[Collected data entries]
+---+
// Protocol Tests
// Tests for command frame encoding and notification decoding

use candela::protocol::{
    decode_notification, encode_command, opcodes, responses, CodecError, Command, CommandFrame,
    DecodeError, ResponseKind, COMMAND_STX, CONTROL_UUID, FRAME_LEN, MAX_ARGS, NOTIFY_UUID,
};

// ============================================================================
// HELPER FUNCTIONS
// ============================================================================

fn padded(prefix: &[u8]) -> Vec<u8> {
    let mut bytes = prefix.to_vec();
    bytes.resize(FRAME_LEN, 0);
    bytes
}

fn notification(opcode: u8, fields: [u8; 7], value: i16) -> Vec<u8> {
    let mut raw = vec![COMMAND_STX, opcode];
    raw.extend_from_slice(&fields);
    raw.extend_from_slice(&value.to_be_bytes());
    raw.resize(FRAME_LEN, 0);
    raw
}

// ============================================================================
// WIRE CONSTANTS
// ============================================================================

#[test]
fn test_gatt_uuids() {
    assert_eq!(NOTIFY_UUID.to_string(), "8f65073d-9f57-4aaa-afea-397d19d5bbeb");
    assert_eq!(CONTROL_UUID.to_string(), "aa7d3f34-2d4f-41e0-807f-52fbf8cf7443");
}

#[test]
fn test_frame_geometry() {
    assert_eq!(COMMAND_STX, 0x43);
    assert_eq!(FRAME_LEN, 18);
    assert_eq!(MAX_ARGS, 16);
}

// ============================================================================
// COMMAND ENCODING
// ============================================================================

#[test]
fn test_encode_every_arg_length() {
    for len in 0..=MAX_ARGS {
        let args = vec![0xAB; len];
        let frame = encode_command(0x40, &args).unwrap();

        assert_eq!(frame.as_bytes().len(), FRAME_LEN);
        assert_eq!(frame.as_bytes()[0], 0x43);
        assert_eq!(&frame.args()[..len], args.as_slice());
        assert!(frame.args()[len..].iter().all(|b| *b == 0));
    }
}

#[test]
fn test_encode_rejects_seventeen_args() {
    let result = encode_command(0x40, &[1u8; 17]);
    assert!(matches!(result, Err(CodecError::InvalidArgument(_))));
}

#[test]
fn test_typed_commands_match_wire_format() {
    let cases = [
        (Command::Pair, padded(&[0x43, 0x67, 0x02])),
        (Command::Power(true), padded(&[0x43, 0x40, 0x01])),
        (Command::Power(false), padded(&[0x43, 0x40, 0x02])),
        (Command::Brightness(70), padded(&[0x43, 0x42, 0x46])),
        (Command::GetState, padded(&[0x43, 0x44, 0x02])),
        (Command::GetName, padded(&[0x43, 0x52])),
        (Command::GetVersion, padded(&[0x43, 0x5C])),
        (Command::GetSerial, padded(&[0x43, 0x5E])),
    ];

    for (command, expected) in cases {
        let frame = command.to_frame().unwrap();
        assert_eq!(frame.as_bytes(), expected.as_slice(), "{:?}", command);
        assert_eq!(frame.opcode(), command.opcode());
    }
}

#[test]
fn test_brightness_bounds() {
    assert_eq!(Command::brightness(0), Ok(Command::Brightness(0)));
    assert_eq!(Command::brightness(100), Ok(Command::Brightness(100)));
    assert!(matches!(Command::brightness(101), Err(CodecError::InvalidArgument(_))));
}

#[test]
fn test_parse_recovers_opcode_and_args() {
    for opcode in [opcodes::POWER, opcodes::BRIGHTNESS, opcodes::COLOR, opcodes::TEMP] {
        let args = [0x10, 0x20, 0x30];
        let encoded = encode_command(opcode, &args).unwrap();
        let parsed = CommandFrame::parse(encoded.as_bytes()).unwrap();

        assert_eq!(parsed, encoded);
        assert_eq!(parsed.opcode(), opcode);
        assert_eq!(&parsed.args()[..3], &args);
    }
}

#[test]
fn test_parse_rejects_bad_frames() {
    assert_eq!(
        CommandFrame::parse(&[0x43, 0x40]),
        Err(CodecError::InvalidFrameLength { expected: 18, actual: 2 })
    );
    assert_eq!(
        CommandFrame::parse(&padded(&[0x44, 0x40])),
        Err(CodecError::InvalidStartMarker(0x44))
    );
}

// ============================================================================
// NOTIFICATION DECODING
// ============================================================================

#[test]
fn test_decode_known_response_kinds() {
    let kinds = [
        (responses::RES_PAIR, ResponseKind::Pair),
        (responses::RES_GETSTATE, ResponseKind::State),
        (responses::RES_GETNAME, ResponseKind::Name),
        (responses::RES_GETVER, ResponseKind::Version),
        (responses::RES_GETSERIAL, ResponseKind::Serial),
        (responses::RES_GETTIME, ResponseKind::Time),
    ];

    for (opcode, kind) in kinds {
        let snapshot = decode_notification(&notification(opcode, [0; 7], 0)).unwrap();
        assert_eq!(snapshot.kind, kind);
        assert_eq!(snapshot.opcode(), opcode);
    }
}

#[test]
fn test_decode_fixed_field_offsets() {
    let raw = notification(0x45, [0x01, 55, 3, 4, 5, 6, 7], i16::MIN);
    let snapshot = decode_notification(&raw).unwrap();

    assert_eq!(snapshot.fields, [0x01, 55, 3, 4, 5, 6, 7]);
    assert_eq!(snapshot.value, i16::MIN);
    assert_eq!(snapshot.power, Some(true));
    assert_eq!(snapshot.brightness, Some(55));
}

#[test]
fn test_decode_non_state_response_has_no_state() {
    let raw = notification(0x53, [0x01, 55, 0, 0, 0, 0, 0], 0);
    let snapshot = decode_notification(&raw).unwrap();

    assert_eq!(snapshot.power, None);
    assert_eq!(snapshot.brightness, None);
    assert!(!snapshot.carries_state());
}

#[test]
fn test_decode_truncated_buffers() {
    let full = notification(0x45, [0x01, 50, 0, 0, 0, 0, 0], 0);

    for len in 0..FRAME_LEN {
        assert_eq!(
            decode_notification(&full[..len]),
            Err(DecodeError::Truncated { expected: 18, actual: len })
        );
    }
}

#[test]
fn test_decode_unknown_opcode() {
    let raw = notification(0x99, [0; 7], 0);
    assert_eq!(decode_notification(&raw), Err(DecodeError::UnknownOpcode(0x99)));
}

#[test]
fn test_decode_ignores_trailing_bytes() {
    let mut raw = notification(0x45, [0x02, 10, 0, 0, 0, 0, 0], 7);
    raw.extend_from_slice(&[0xFF; 4]);
    let snapshot = decode_notification(&raw).unwrap();

    assert_eq!(snapshot.power, Some(false));
    assert_eq!(snapshot.brightness, Some(10));
    assert_eq!(snapshot.value, 7);
}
+---+
→ **Your objective**:
All lines above that include the word "cases" should be located and copied.

→ **Solution to this task**:
    let cases = [
    for (command, expected) in cases {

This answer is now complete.